20 C.F.R., Pt. 404, Subpt. P, App. 1, § 1.00B2b (emphasis added). The Administration has further clarified that use of an assistive device(s) limiting functioning of both of a claimant's upper extremities is sufficient, but not necessary, to establish an inability to ambulate effectively according to paragraphs 1 and 2 of section 1.00B2b. Specifically, the Administration has explained, "We do not want to say that a claimant needs two hand-held assistive devices in order to exhibit inability to ambulate effectively. . . . The definition requires only that the claimant not be able to ambulate effectively and that effective ambulation would not occur if the only way an individual could get around would be with an assistive device that requires use of both upper extremities." 66 Fed.Reg. 58010, at *58027 (Nov. 19, 2001).
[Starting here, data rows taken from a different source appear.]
//! Budget routes: CRUD, availability, statistics, emergency fund.

use axum::{
    Json, Router,
    extract::{Path, Query, State},
    http::StatusCode,
    response::IntoResponse,
    routing::{delete, get, post, put},
};
use rust_decimal::Decimal;
use serde::Deserialize;
use serde_json::json;
use tracing::{error, info};
use uuid::Uuid;

use crate::AppState;
use crate::middleware::AuthUser;
use crate::routes::{app_error_response, error_response, internal_error};
use gasto_core::policy::{self, Action};
use gasto_db::entities::sea_orm_active_enums::BudgetStatus;
use gasto_db::repositories::budget::{
    BudgetError, BudgetFilter, BudgetRepository, CreateBudgetInput, UpdateBudgetInput,
};
use gasto_db::{SummaryRepository, repositories::summary::SummaryError};
use gasto_shared::AppError;

/// Creates the budget routes (requires auth middleware to be applied externally).
pub fn routes() -> Router<AppState> {
    Router::new()
        .route("/budgets/all", get(list_budgets))
        .route("/budgets/available", get(get_available_budget))
        .route("/budgets/statistics", get(get_statistics))
        .route("/budgets/emergency-fund", get(get_emergency_fund))
        .route("/budgets/category/{category_id}", get(get_by_category))
        .route("/budgets/create", post(create_budget))
        .route("/budgets/{id}", get(get_budget))
        .route("/budgets/{id}", put(update_budget))
        .route("/budgets/{id}", delete(delete_budget))
}

// ============================================================================
// Request/Response Types
// ============================================================================

/// Request body for creating a budget.
#[derive(Debug, Deserialize)]
pub struct CreateBudgetRequest {
    /// Category the ceiling applies to.
    pub category_id: Uuid,
    /// Allocated ceiling.
    pub max_amount: Decimal,
    /// Period start.
    pub start_date: chrono::NaiveDate,
    /// Period end.
    pub end_date: chrono::NaiveDate,
    /// Initial status: active, inactive, expired.
    pub status: Option<String>,
}

/// Request body for updating a budget.
#[derive(Debug, Deserialize)]
pub struct UpdateBudgetRequest {
    /// New category.
    pub category_id: Option<Uuid>,
    /// New ceiling.
    pub max_amount: Option<Decimal>,
    /// New period start.
    pub start_date: Option<chrono::NaiveDate>,
    /// New period end.
    pub end_date: Option<chrono::NaiveDate>,
    /// New status.
    pub status: Option<String>,
}

/// Query parameters for listing budgets.
#[derive(Debug, Deserialize)]
pub struct ListBudgetsQuery {
    /// Filter by creating user.
    pub user_id: Option<Uuid>,
    /// Filter by category.
    pub category_id: Option<Uuid>,
    /// Filter by status.
    pub status: Option<String>,
}

/// Query parameters for the availability endpoint.
#[derive(Debug, Deserialize)]
pub struct AvailableBudgetQuery {
    /// The category to compute availability for.
    pub category_id: Uuid,
    /// Optionally narrow to a department.
    pub department_id: Option<Uuid>,
}

fn parse_budget_status(s: &str) -> Option<BudgetStatus> {
    match s.to_lowercase().as_str() {
        "active" => Some(BudgetStatus::Active),
        "inactive" => Some(BudgetStatus::Inactive),
        "expired" => Some(BudgetStatus::Expired),
        _ => None,
    }
}

// ============================================================================
// Route Handlers
// ============================================================================

/// GET `/budgets/all` - List budgets with optional filters.
async fn list_budgets(
    State(state): State<AppState>,
    _auth: AuthUser,
    Query(query): Query<ListBudgetsQuery>,
) -> impl IntoResponse {
    let status = match query.status.as_deref() {
        Some(raw) => match parse_budget_status(raw) {
            Some(status) => Some(status),
            None => {
                return error_response(
                    StatusCode::BAD_REQUEST,
                    "invalid_status",
                    "Status must be one of: active, inactive, expired",
                );
            }
        },
        None => None,
    };

    let repo = BudgetRepository::new((*state.db).clone());
    let filter = BudgetFilter {
        user_id: query.user_id,
        category_id: query.category_id,
        status,
    };

    match repo.list_budgets(filter).await {
        Ok(budgets) => (StatusCode::OK, Json(json!({ "budgets": budgets }))).into_response(),
        Err(e) => {
            error!(error = %e, "Failed to list budgets");
            internal_error()
        }
    }
}

/// GET `/budgets/available?category_id=&department_id=` - Availability.
///
/// Returns both the raw (possibly negative) figure and the floored
/// display figure for each scope.
async fn get_available_budget(
    State(state): State<AppState>,
    _auth: AuthUser,
    Query(query): Query<AvailableBudgetQuery>,
) -> impl IntoResponse {
    let repo = BudgetRepository::new((*state.db).clone());

    let category = match repo.available_for_category(query.category_id).await {
        Ok(result) => result,
        Err(e) => return map_budget_error(e),
    };

    let mut body = json!({
        "category_id": category.category_id,
        "total_budget": category.availability.allocated,
        "total_approved": category.availability.approved,
        "available_budget": category.availability.raw(),
        "display_available": category.availability.display(),
    });

    if let Some(department_id) = query.department_id {
        let department = match repo.available_for_department(department_id).await {
            Ok(result) => result,
            Err(e) => return map_budget_error(e),
        };

        body["department"] = json!({
            "id": department.department_id,
            "name": department.department_name,
            "budget": department.availability.allocated,
            "approved": department.availability.approved,
            "available": department.availability.raw(),
            "display_available": department.availability.display(),
        });
    }

    (StatusCode::OK, Json(body)).into_response()
}

/// GET `/budgets/statistics` - Budgets grouped by category and status.
async fn get_statistics(State(state): State<AppState>, auth: AuthUser) -> impl IntoResponse {
    if !policy::can(&auth.actor(), Action::ViewStatistics) {
        return error_response(
            StatusCode::FORBIDDEN,
            "forbidden",
            "Only administrators can view statistics",
        );
    }

    let repo = SummaryRepository::new((*state.db).clone(), state.trends.clone());

    match repo.statistics(auth.company_id()).await {
        Ok(rows) => {
            let body: Vec<serde_json::Value> = rows
                .into_iter()
                .map(|r| {
                    json!({
                        "category_id": r.category_id,
                        "category_name": r.category_name,
                        "status": r.status,
                        "count": r.count,
                        "total": r.total,
                        "formatted_total": r.formatted_total,
                    })
                })
                .collect();

            (StatusCode::OK, Json(json!({ "statistics": body }))).into_response()
        }
        Err(SummaryError::Database(e)) => {
            error!(error = %e, "Failed to compute statistics");
            internal_error()
        }
    }
}

/// GET `/budgets/emergency-fund` - Suggested reserve with trend deltas.
async fn get_emergency_fund(State(state): State<AppState>, auth: AuthUser) -> impl IntoResponse {
    if !policy::can(&auth.actor(), Action::ViewEmergencyFund) {
        return error_response(
            StatusCode::FORBIDDEN,
            "forbidden",
            "Only administrators can view the emergency fund",
        );
    }

    let repo = SummaryRepository::new((*state.db).clone(), state.trends.clone());

    match repo.emergency_fund(auth.company_id()).await {
        Ok(report) => (
            StatusCode::OK,
            Json(json!({
                "total_budget": report.total_budget,
                "emergency_fund": report.reserve,
                "total_expenses": report.total_expenses,
                "last_direction": report.last_direction,
            })),
        )
            .into_response(),
        Err(SummaryError::Database(e)) => {
            error!(error = %e, "Failed to compute emergency fund");
            internal_error()
        }
    }
}

/// GET `/budgets/category/{category_id}` - Budgets of a category.
async fn get_by_category(
    State(state): State<AppState>,
    _auth: AuthUser,
    Path(category_id): Path<Uuid>,
) -> impl IntoResponse {
    let repo = BudgetRepository::new((*state.db).clone());
    let filter = BudgetFilter {
        category_id: Some(category_id),
        ..Default::default()
    };

    match repo.list_budgets(filter).await {
        Ok(budgets) => (StatusCode::OK, Json(json!({ "budgets": budgets }))).into_response(),
        Err(e) => {
            error!(error = %e, "Failed to list budgets by category");
            internal_error()
        }
    }
}

/// GET `/budgets/{id}` - Get a single budget.
async fn get_budget(
    State(state): State<AppState>,
    _auth: AuthUser,
    Path(id): Path<Uuid>,
) -> impl IntoResponse {
    let repo = BudgetRepository::new((*state.db).clone());

    match repo.get_budget(id).await {
        Ok(budget) => (StatusCode::OK, Json(json!({ "budget": budget }))).into_response(),
        Err(e) => map_budget_error(e),
    }
}

/// POST `/budgets/create` - Create a budget (admin only).
async fn create_budget(
    State(state): State<AppState>,
    auth: AuthUser,
    Json(payload): Json<CreateBudgetRequest>,
) -> impl IntoResponse {
    if !policy::can(&auth.actor(), Action::CreateBudget) {
        return error_response(
            StatusCode::FORBIDDEN,
            "forbidden",
            "Only administrators can create budgets",
        );
    }

    let status = match payload.status.as_deref() {
        Some(raw) => match parse_budget_status(raw) {
            Some(status) => Some(status),
            None => {
                return error_response(
                    StatusCode::BAD_REQUEST,
                    "invalid_status",
                    "Status must be one of: active, inactive, expired",
                );
            }
        },
        None => None,
    };

    let repo = BudgetRepository::new((*state.db).clone());
    let input = CreateBudgetInput {
        category_id: payload.category_id,
        user_id: auth.user_id(),
        max_amount: payload.max_amount,
        start_date: payload.start_date,
        end_date: payload.end_date,
        status,
    };

    match repo.create_budget(input).await {
        Ok(budget) => {
            info!(budget_id = %budget.id, category_id = %budget.category_id, "Budget created");
            (StatusCode::CREATED, Json(json!({ "budget": budget }))).into_response()
        }
        Err(e) => map_budget_error(e),
    }
}

/// PUT `/budgets/{id}` - Update a budget (admin only).
async fn update_budget(
    State(state): State<AppState>,
    auth: AuthUser,
    Path(id): Path<Uuid>,
    Json(payload): Json<UpdateBudgetRequest>,
) -> impl IntoResponse {
    if !policy::can(&auth.actor(), Action::UpdateBudget) {
        return error_response(
            StatusCode::FORBIDDEN,
            "forbidden",
            "Only administrators can update budgets",
        );
    }

    let status = match payload.status.as_deref() {
        Some(raw) => match parse_budget_status(raw) {
            Some(status) => Some(status),
            None => {
                return error_response(
                    StatusCode::BAD_REQUEST,
                    "invalid_status",
                    "Status must be one of: active, inactive, expired",
                );
            }
        },
        None => None,
    };

    let repo = BudgetRepository::new((*state.db).clone());
    let input = UpdateBudgetInput {
        category_id: payload.category_id,
        max_amount: payload.max_amount,
        start_date: payload.start_date,
        end_date: payload.end_date,
        status,
    };

    match repo.update_budget(id, input).await {
        Ok(budget) => {
            info!(budget_id = %budget.id, "Budget updated");
            (StatusCode::OK, Json(json!({ "budget": budget }))).into_response()
        }
        Err(e) => map_budget_error(e),
    }
}

/// DELETE `/budgets/{id}` - Delete a budget (admin only).
async fn delete_budget(
    State(state): State<AppState>,
    auth: AuthUser,
    Path(id): Path<Uuid>,
) -> impl IntoResponse {
    if !policy::can(&auth.actor(), Action::DeleteBudget) {
        return error_response(
            StatusCode::FORBIDDEN,
            "forbidden",
            "Only administrators can delete budgets",
        );
    }

    let repo = BudgetRepository::new((*state.db).clone());

    match repo.delete_budget(id).await {
        Ok(()) => {
            info!(budget_id = %id, "Budget deleted");
            (
                StatusCode::OK,
                Json(json!({ "message": "Budget deleted successfully" })),
            )
                .into_response()
        }
        Err(e) => map_budget_error(e),
    }
}

// ============================================================================
// Error Mapping
// ============================================================================

/// Maps budget errors to HTTP responses via the shared taxonomy.
fn map_budget_error(e: BudgetError) -> axum::response::Response {
    app_error_response(&AppError::from(e))
}
//! Budget request routes, including the approval workflow.
//!
//! Every state change emits a best-effort event on the
//! `budget-requests` channel after the write has committed; a failed
//! push never affects the response.

use axum::{
    Json, Router,
    extract::{Path, State},
    http::StatusCode,
    response::IntoResponse,
    routing::{delete, get, post, put},
};
use rust_decimal::Decimal;
use serde::Deserialize;
use serde_json::json;
use uuid::Uuid;

use crate::AppState;
use crate::middleware::AuthUser;
use crate::routes::{app_error_response, error_response};
use gasto_core::approval;
use gasto_db::BudgetRequestRepository;
use gasto_db::entities::sea_orm_active_enums::RequestStatus;
use gasto_db::repositories::budget_request::{
    CreateRequestInput, RequestError, UpdateRequestInput,
};
use gasto_shared::AppError;

/// Channel carrying budget request lifecycle events.
const CHANNEL: &str = "budget-requests";

/// Creates the budget request routes.
pub fn routes() -> Router<AppState> {
    Router::new()
        .route("/budget-requests/create", post(create_request))
        .route("/budget-requests/all", get(list_requests))
        .route("/budget-requests/pending", get(list_pending))
        .route("/budget-requests/{id}", get(get_request))
        .route("/budget-requests/{id}", put(update_request))
        .route("/budget-requests/{id}", delete(delete_request))
        .route("/budget-requests/{id}/approve", put(approve_request))
        .route("/budget-requests/{id}/reject", put(reject_request))
}

// ============================================================================
// Request Types
// ============================================================================

/// Request body for creating a budget request.
#[derive(Debug, Deserialize)]
pub struct CreateBudgetRequestBody {
    /// Category to draw from.
    pub category_id: Uuid,
    /// Requested amount.
    pub requested_amount: Decimal,
    /// Justification text.
    pub description: String,
}

/// Request body for updating a budget request.
#[derive(Debug, Deserialize)]
pub struct UpdateBudgetRequestBody {
    /// New category.
    pub category_id: Option<Uuid>,
    /// New amount.
    pub requested_amount: Option<Decimal>,
    /// New description.
    pub description: Option<String>,
    /// New status (ignored unless the actor is an admin).
    pub status: Option<String>,
}

/// Request body for rejecting a budget request.
///
/// The reason is accepted for API symmetry with requisitions but not
/// persisted on budget requests.
#[derive(Debug, Default, Deserialize)]
pub struct RejectRequestBody {
    /// Optional rejection reason.
    pub rejection_reason: Option<String>,
}

// ============================================================================
// Route Handlers
// ============================================================================

/// POST `/budget-requests/create` - Create a pending request.
async fn create_request(
    State(state): State<AppState>,
    auth: AuthUser,
    Json(payload): Json<CreateBudgetRequestBody>,
) -> impl IntoResponse {
    let repo = BudgetRequestRepository::new((*state.db).clone());
    let input = CreateRequestInput {
        user_id: auth.user_id(),
        category_id: payload.category_id,
        requested_amount: payload.requested_amount,
        description: payload.description,
    };

    match repo.create(input).await {
        Ok(request) => {
            state
                .push
                .trigger(CHANNEL, "new-request", json!({ "request": request }))
                .await;

            (StatusCode::CREATED, Json(json!({ "request": request }))).into_response()
        }
        Err(e) => map_request_error(e),
    }
}

/// GET `/budget-requests/all` - List the caller's requests.
async fn list_requests(State(state): State<AppState>, auth: AuthUser) -> impl IntoResponse {
    let repo = BudgetRequestRepository::new((*state.db).clone());

    match repo.list_for_user(auth.user_id()).await {
        Ok(requests) => (StatusCode::OK, Json(json!({ "requests": requests }))).into_response(),
        Err(e) => map_request_error(e),
    }
}

/// GET `/budget-requests/pending` - Pending requests across the company.
async fn list_pending(State(state): State<AppState>, auth: AuthUser) -> impl IntoResponse {
    let repo = BudgetRequestRepository::new((*state.db).clone());

    match repo.list_pending(auth.company_id()).await {
        Ok(requests) => (StatusCode::OK, Json(json!({ "requests": requests }))).into_response(),
        Err(e) => map_request_error(e),
    }
}

/// GET `/budget-requests/{id}` - Get a single request.
async fn get_request(
    State(state): State<AppState>,
    _auth: AuthUser,
    Path(id): Path<Uuid>,
) -> impl IntoResponse {
    let repo = BudgetRequestRepository::new((*state.db).clone());

    match repo.get(id).await {
        Ok(request) => (StatusCode::OK, Json(json!({ "request": request }))).into_response(),
        Err(e) => map_request_error(e),
    }
}

/// PUT `/budget-requests/{id}/approve` - Approve a pending request.
///
/// On success the response carries the updated request and the
/// before/after budget snapshots taken inside the approval transaction.
async fn approve_request(
    State(state): State<AppState>,
    auth: AuthUser,
    Path(id): Path<Uuid>,
) -> impl IntoResponse {
    let repo = BudgetRequestRepository::new((*state.db).clone());

    match repo.approve(id, &auth.actor()).await {
        Ok(approved) => {
            state
                .push
                .trigger(
                    CHANNEL,
                    "request-approved",
                    json!({ "request": approved.request }),
                )
                .await;

            let department_budget = approved.budget_info.department_budget.map(|d| {
                json!({
                    "name": d.name,
                    "before": d.before,
                    "after": d.after,
                })
            });

            (
                StatusCode::OK,
                Json(json!({
                    "message": "Budget request approved successfully",
                    "request": approved.request,
                    "budget_info": {
                        "requested_amount": approved.budget_info.requested_amount,
                        "total_budget": {
                            "before": approved.budget_info.total_budget.before,
                            "after": approved.budget_info.total_budget.after,
                        },
                        "department_budget": department_budget,
                    },
                })),
            )
                .into_response()
        }
        Err(e) => map_request_error(e),
    }
}

/// PUT `/budget-requests/{id}/reject` - Reject a pending request.
async fn reject_request(
    State(state): State<AppState>,
    auth: AuthUser,
    Path(id): Path<Uuid>,
    payload: Option<Json<RejectRequestBody>>,
) -> impl IntoResponse {
    // The body is optional; any reason supplied is intentionally not
    // stored for budget requests.
    let _reason = payload.and_then(|Json(body)| body.rejection_reason);

    let repo = BudgetRequestRepository::new((*state.db).clone());

    match repo.reject(id, &auth.actor()).await {
        Ok(request) => {
            state
                .push
                .trigger(CHANNEL, "request-rejected", json!({ "request": request }))
                .await;

            (
                StatusCode::OK,
                Json(json!({
                    "message": "Budget request rejected successfully",
                    "request": request,
                })),
            )
                .into_response()
        }
        Err(e) => map_request_error(e),
    }
}

/// PUT `/budget-requests/{id}` - Update a request.
async fn update_request(
    State(state): State<AppState>,
    auth: AuthUser,
    Path(id): Path<Uuid>,
    Json(payload): Json<UpdateBudgetRequestBody>,
) -> impl IntoResponse {
    let status = match payload.status.as_deref() {
        Some(raw) => match approval::RequestStatus::parse(raw) {
            Some(status) => Some(RequestStatus::from(status)),
            None => {
                return error_response(
                    StatusCode::BAD_REQUEST,
                    "invalid_status",
                    "Status must be one of: pending, approved, rejected",
                );
            }
        },
        None => None,
    };

    let repo = BudgetRequestRepository::new((*state.db).clone());
    let patch = UpdateRequestInput {
        category_id: payload.category_id,
        requested_amount: payload.requested_amount,
        description: payload.description,
        status,
    };

    match repo.update(id, &auth.actor(), patch).await {
        Ok(request) => {
            state
                .push
                .trigger(CHANNEL, "request-updated", json!({ "request": request }))
                .await;

            (StatusCode::OK, Json(json!({ "request": request }))).into_response()
        }
        Err(e) => map_request_error(e),
    }
}

/// DELETE `/budget-requests/{id}` - Delete a request.
async fn delete_request(
    State(state): State<AppState>,
    auth: AuthUser,
    Path(id): Path<Uuid>,
) -> impl IntoResponse {
    let repo = BudgetRequestRepository::new((*state.db).clone());

    match repo.delete(id, &auth.actor()).await {
        Ok(()) => (
            StatusCode::OK,
            Json(json!({ "message": "Budget request deleted successfully" })),
        )
            .into_response(),
        Err(e) => map_request_error(e),
    }
}

// ============================================================================
// Error Mapping
// ============================================================================

/// Maps request errors to HTTP responses via the shared taxonomy.
fn map_request_error(e: RequestError) -> axum::response::Response {
    app_error_response(&AppError::from(e))
}
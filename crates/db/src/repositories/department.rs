//! Department repository.

use chrono::Utc;
use sea_orm::{
    ActiveModelTrait, ColumnTrait, DatabaseConnection, DbErr, EntityTrait, PaginatorTrait,
    QueryFilter, QueryOrder, Set,
};
use uuid::Uuid;

use crate::entities::{departments, users};

/// Error types for department operations.
#[derive(Debug, thiserror::Error)]
pub enum DepartmentError {
    /// Department not found.
    #[error("Department not found: {0}")]
    NotFound(Uuid),

    /// Database error.
    #[error("Database error: {0}")]
    Database(#[from] DbErr),
}

/// Input for creating a department.
#[derive(Debug, Clone)]
pub struct CreateDepartmentInput {
    /// Owning company.
    pub company_id: Uuid,
    /// Department name.
    pub name: String,
    /// Optional description.
    pub description: Option<String>,
}

/// Patch for updating a department.
#[derive(Debug, Clone, Default)]
pub struct UpdateDepartmentInput {
    /// New name.
    pub name: Option<String>,
    /// New description.
    pub description: Option<Option<String>>,
    /// New active flag.
    pub is_active: Option<bool>,
}

/// A department with its user count.
#[derive(Debug, Clone)]
pub struct DepartmentWithUserCount {
    /// Department row.
    pub department: departments::Model,
    /// Number of users assigned to it.
    pub user_count: u64,
}

/// Department repository.
#[derive(Debug, Clone)]
pub struct DepartmentRepository {
    db: DatabaseConnection,
}

impl DepartmentRepository {
    /// Creates a new department repository.
    #[must_use]
    pub const fn new(db: DatabaseConnection) -> Self {
        Self { db }
    }

    /// Creates a department.
    ///
    /// # Errors
    ///
    /// Returns an error if the database operation fails.
    pub async fn create(
        &self,
        input: CreateDepartmentInput,
    ) -> Result<departments::Model, DepartmentError> {
        let now = Utc::now().into();
        let department = departments::ActiveModel {
            id: Set(Uuid::new_v4()),
            company_id: Set(input.company_id),
            name: Set(input.name),
            description: Set(input.description),
            is_active: Set(true),
            created_at: Set(now),
            updated_at: Set(now),
        };

        let created = department.insert(&self.db).await?;
        Ok(created)
    }

    /// Finds a department by ID.
    ///
    /// # Errors
    ///
    /// Returns an error if the department is not found or the query fails.
    pub async fn find_by_id(
        &self,
        department_id: Uuid,
    ) -> Result<departments::Model, DepartmentError> {
        departments::Entity::find_by_id(department_id)
            .one(&self.db)
            .await?
            .ok_or(DepartmentError::NotFound(department_id))
    }

    /// Lists a company's departments with user counts.
    ///
    /// # Errors
    ///
    /// Returns an error if a database query fails.
    pub async fn list_with_user_counts(
        &self,
        company_id: Uuid,
    ) -> Result<Vec<DepartmentWithUserCount>, DepartmentError> {
        let department_rows = departments::Entity::find()
            .filter(departments::Column::CompanyId.eq(company_id))
            .order_by_asc(departments::Column::CreatedAt)
            .all(&self.db)
            .await?;

        let mut result = Vec::with_capacity(department_rows.len());
        for department in department_rows {
            let user_count = users::Entity::find()
                .filter(users::Column::DepartmentId.eq(department.id))
                .count(&self.db)
                .await?;

            result.push(DepartmentWithUserCount {
                department,
                user_count,
            });
        }

        Ok(result)
    }

    /// Updates a department.
    ///
    /// # Errors
    ///
    /// Returns an error if the department is not found or the operation
    /// fails.
    pub async fn update(
        &self,
        department_id: Uuid,
        input: UpdateDepartmentInput,
    ) -> Result<departments::Model, DepartmentError> {
        let department = self.find_by_id(department_id).await?;

        let mut active: departments::ActiveModel = department.into();

        if let Some(name) = input.name {
            active.name = Set(name);
        }
        if let Some(description) = input.description {
            active.description = Set(description);
        }
        if let Some(is_active) = input.is_active {
            active.is_active = Set(is_active);
        }
        active.updated_at = Set(Utc::now().into());

        let updated = active.update(&self.db).await?;
        Ok(updated)
    }

    /// Deletes a department.
    ///
    /// # Errors
    ///
    /// Returns an error if the department is not found or the operation
    /// fails.
    pub async fn delete(&self, department_id: Uuid) -> Result<(), DepartmentError> {
        let result = departments::Entity::delete_by_id(department_id)
            .exec(&self.db)
            .await?;

        if result.rows_affected == 0 {
            return Err(DepartmentError::NotFound(department_id));
        }

        Ok(())
    }
}
//! Request state transitions.
//!
//! The state machine is deliberately small: `pending` is the only
//! status with outgoing edges. Approval is one-way; a rejected request
//! stays rejected and an approved request can never be rejected later.

use chrono::Utc;
use uuid::Uuid;

use super::error::ApprovalError;
use super::types::{ApprovalAction, RequestStatus};

/// Stateless service for request lifecycle transitions.
pub struct ApprovalService;

impl ApprovalService {
    /// Approve a pending request.
    ///
    /// # Errors
    ///
    /// Returns `ApprovalError::InvalidTransition` when the request is
    /// not `pending` (re-approving is an error, not a no-op).
    pub fn approve(
        current_status: RequestStatus,
        reviewed_by: Uuid,
    ) -> Result<ApprovalAction, ApprovalError> {
        match current_status {
            RequestStatus::Pending => Ok(ApprovalAction::Approve {
                new_status: RequestStatus::Approved,
                reviewed_by,
                reviewed_at: Utc::now(),
            }),
            _ => Err(ApprovalError::InvalidTransition {
                from: current_status,
                to: RequestStatus::Approved,
            }),
        }
    }

    /// Reject a pending request.
    ///
    /// The reason is carried on the action; requisitions persist it,
    /// budget requests do not.
    ///
    /// # Errors
    ///
    /// Returns `ApprovalError::InvalidTransition` when the request is
    /// not `pending`. Rejecting an approved request is always an error;
    /// approval is one-way.
    pub fn reject(
        current_status: RequestStatus,
        reviewed_by: Uuid,
        reason: Option<String>,
    ) -> Result<ApprovalAction, ApprovalError> {
        match current_status {
            RequestStatus::Pending => Ok(ApprovalAction::Reject {
                new_status: RequestStatus::Rejected,
                reviewed_by,
                reviewed_at: Utc::now(),
                reason,
            }),
            _ => Err(ApprovalError::InvalidTransition {
                from: current_status,
                to: RequestStatus::Rejected,
            }),
        }
    }

    /// Check if a status transition is valid.
    ///
    /// Valid transitions:
    /// - Pending → Approved (approve)
    /// - Pending → Rejected (reject)
    #[must_use]
    pub fn is_valid_transition(from: RequestStatus, to: RequestStatus) -> bool {
        matches!(
            (from, to),
            (
                RequestStatus::Pending,
                RequestStatus::Approved | RequestStatus::Rejected
            )
        )
    }
}

#[cfg(test)]
mod tests {
    use super::*;

    #[test]
    fn test_approve_from_pending() {
        let reviewer = Uuid::new_v4();
        let action = ApprovalService::approve(RequestStatus::Pending, reviewer).unwrap();

        assert_eq!(action.new_status(), RequestStatus::Approved);
        assert_eq!(action.reviewed_by(), reviewer);
    }

    #[test]
    fn test_approve_already_approved_fails() {
        let result = ApprovalService::approve(RequestStatus::Approved, Uuid::new_v4());
        assert_eq!(
            result.unwrap_err(),
            ApprovalError::InvalidTransition {
                from: RequestStatus::Approved,
                to: RequestStatus::Approved,
            }
        );
    }

    #[test]
    fn test_approve_rejected_fails() {
        let result = ApprovalService::approve(RequestStatus::Rejected, Uuid::new_v4());
        assert!(matches!(
            result,
            Err(ApprovalError::InvalidTransition { .. })
        ));
    }

    #[test]
    fn test_reject_from_pending() {
        let action = ApprovalService::reject(
            RequestStatus::Pending,
            Uuid::new_v4(),
            Some("over budget this quarter".to_string()),
        )
        .unwrap();

        assert_eq!(action.new_status(), RequestStatus::Rejected);
        match action {
            ApprovalAction::Reject { reason, .. } => {
                assert_eq!(reason.as_deref(), Some("over budget this quarter"));
            }
            ApprovalAction::Approve { .. } => panic!("expected reject action"),
        }
    }

    #[test]
    fn test_reject_without_reason() {
        let action =
            ApprovalService::reject(RequestStatus::Pending, Uuid::new_v4(), None).unwrap();
        assert_eq!(action.new_status(), RequestStatus::Rejected);
    }

    #[test]
    fn test_reject_approved_fails() {
        // Approval is one-way; an approved request can never be rejected.
        let result = ApprovalService::reject(RequestStatus::Approved, Uuid::new_v4(), None);
        assert!(matches!(
            result,
            Err(ApprovalError::InvalidTransition { .. })
        ));
    }

    #[test]
    fn test_reject_rejected_fails() {
        let result = ApprovalService::reject(RequestStatus::Rejected, Uuid::new_v4(), None);
        assert!(matches!(
            result,
            Err(ApprovalError::InvalidTransition { .. })
        ));
    }

    #[test]
    fn test_is_valid_transition() {
        assert!(ApprovalService::is_valid_transition(
            RequestStatus::Pending,
            RequestStatus::Approved
        ));
        assert!(ApprovalService::is_valid_transition(
            RequestStatus::Pending,
            RequestStatus::Rejected
        ));

        assert!(!ApprovalService::is_valid_transition(
            RequestStatus::Approved,
            RequestStatus::Rejected
        ));
        assert!(!ApprovalService::is_valid_transition(
            RequestStatus::Rejected,
            RequestStatus::Approved
        ));
        assert!(!ApprovalService::is_valid_transition(
            RequestStatus::Approved,
            RequestStatus::Pending
        ));
    }
}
The Administration has further asserted that "[t]he criteria [under 1.00B2b] do not require an individual to use an assistive device of any kind[,]" the "explanation[s] and examples should make it clear that [the section] applies to anyone who cannot walk adequately[,]" and "we recognize that individuals with extreme inability to ambulate do not necessarily use assistive devices." Id. at *58026-27.

Here, the medical evidence indicates that plaintiff suffers from pain in both of her knees. [See AR at 154, 157, 209.] Plaintiff has undergone bilateral arthroscopic knee surgery and was reportedly told that she would be a candidate for knee replacement surgery if she were to lose 100 pounds. [AR at 154.] According to several physicians, x-ray images of plaintiff's knees show arthritic changes, minimal degenerative disease, and small osteophytes. [AR at 157, 158, 209.] Plaintiff described her physical limitations during the hearing as including back and knee pain, but she did not state that she needs to use any assistive device to walk. [See AR at 30.] In a Function Report — Adult, plaintiff stated that she gets around by walking and using public transportation [AR at 115, 118], and that she has difficulty walking more than a block without stopping to rest for two to three minutes. [AR at 120.] However, she did not say that she needs an assistive device to walk. [Id.] Indeed, the medical evidence indicates that such a device was not medically necessary. [See, e.g., AR at 157 (examining physician Dr. Jeff Altman noted that an "[a]ssistive device is not medically necessary").]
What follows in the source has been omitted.